The Reason Robert Plant Will Never Play Led Zeppelin Songs Again

The Reason Robert Plant Will Never Play Led Zeppelin Songs Again | Society Of Rock Videos

via Robert Plant/YouTube

In 1980, when John Bonham passed away, Robert Plant knew that it marked the end of Led Zeppelin.

He expressed this sentiment in his first interview after the band’s breakup in September 1982, stating that there was no logical reason to continue without certain key members. According to Plant, there was no purpose in prolonging things for the sake of it; it didn’t serve anyone’s interests.

Plant’s solo career began with Pictures at Eleven in the summer of 1982, followed by The Principle of Moments in 1983, which further distanced him from Led Zeppelin’s signature heavy-blues sound. He emphasized the importance of moving forward rather than dwelling on the past. While he still had deep respect and affection for his former bandmates, Plant believed in progressing.

Speaking about his former bandmate Jimmy Page, he admitted missing him but explained that their long-standing relationship had its own unique dynamics. Despite their dissimilarities, they understood each other’s limits after being together for 14 years. Plant remained committed to his music and was enjoying his journey with his new band.

This forward-thinking approach also influenced Plant’s live performances. He began his solo career with a concert on August 26, 1983, in Illinois, where he notably refrained from playing any Led Zeppelin songs. This practice continued for five years, with only a couple of exceptions, before Plant started incorporating more Zeppelin-style elements into his music during the Now and Zen tour in 1988.

Plant, at the time, stopped apologizing to himself for his past success and financial stability, focusing instead on enjoying his music and career. This change in perspective prompted him to reintroduce Led Zeppelin songs into his performances. He found singing them to be a rejuvenating experience, and it marked a turning point in his career.

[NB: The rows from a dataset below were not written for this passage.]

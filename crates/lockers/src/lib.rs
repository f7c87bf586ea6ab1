//! Locker domain: the four aggregates maintained by the projector.
//!
//! - `Locker` — per-locker counters + deterministic state hash
//! - `Compartment` — degraded/faulty flags and the single active reservation
//! - `Reservation` — one-directional status machine
//! - `Fault` — a reported fault, cleared at most once

pub mod compartment;
pub mod fault;
pub mod locker;
pub mod reservation;

pub use compartment::{Compartment, DegradedTransition};
pub use fault::{Fault, FaultSummary};
pub use locker::{Locker, state_hash};
pub use reservation::{Reservation, ReservationStatus};

/// Default severity at or above which an active fault degrades its compartment.
pub const DEFAULT_DEGRADE_THRESHOLD: i64 = 3;
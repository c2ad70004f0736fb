use crate::{Profile, Role};

use std::collections::HashSet;

use serde::{Deserialize, Serialize};

/// Derived authorization set: the profile's role plus `admin` when the
/// is_admin flag is set. Client-side convenience only; the server enforces
/// ground truth through row policies and the privileged functions.
#[derive(Debug, Clone, PartialEq, Eq, Default, Serialize, Deserialize)]
pub struct RoleSet {
    roles: HashSet<Role>,
}

impl RoleSet {
    pub fn from_profile(profile: &Profile) -> Self {
        let mut roles = HashSet::new();
        if let Some(role) = profile.role {
            roles.insert(role);
        }
        if profile.is_admin {
            roles.insert(Role::Admin);
        }
        Self { roles }
    }

    pub fn has(&self, role: Role) -> bool {
        self.roles.contains(&role)
    }

    pub fn is_admin(&self) -> bool {
        self.has(Role::Admin)
    }

    pub fn is_empty(&self) -> bool {
        self.roles.is_empty()
    }
}
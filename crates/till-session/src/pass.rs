use std::sync::atomic::{AtomicU64, Ordering};

/// Monotonic counter that totally orders hydration passes.
///
/// Concurrency control is last-issued-wins: a pass may commit its results
/// only while it is still the newest issued pass. Superseded passes are
/// never aborted, they simply discard what they computed.
#[derive(Debug, Default)]
pub struct PassCounter {
    latest: AtomicU64,
}

/// Proof of participation in one hydration pass.
#[derive(Debug, Clone, Copy, PartialEq, Eq)]
pub struct PassTicket {
    seq: u64,
}

impl PassCounter {
    /// Issue the next ticket, superseding every earlier one.
    pub fn begin(&self) -> PassTicket {
        PassTicket {
            seq: self.latest.fetch_add(1, Ordering::SeqCst) + 1,
        }
    }

    /// Whether the ticket still belongs to the newest issued pass.
    pub fn is_current(&self, ticket: PassTicket) -> bool {
        self.latest.load(Ordering::SeqCst) == ticket.seq
    }
}

impl PassTicket {
    pub fn seq(&self) -> u64 {
        self.seq
    }
}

In the years that followed, Plant’s reunions with his former bandmates were better received, and he continued to reinterpret Led Zeppelin songs during his solo shows. In a surprising moment during a concert in Reykjavík, Iceland, just before the COVID-19 pandemic, the extremely demanding opening track from 1970’s Led Zeppelin III is not exactly for the faint of heart, yet Plant made the impulsive decision to start playing “Immigrant Song.”

Plant subsequently admitted to the Los Angeles Times that “They’d never done it before. We just hit it, and bang — there it was. I thought, ‘Oh, I didn’t think I could still do that.'”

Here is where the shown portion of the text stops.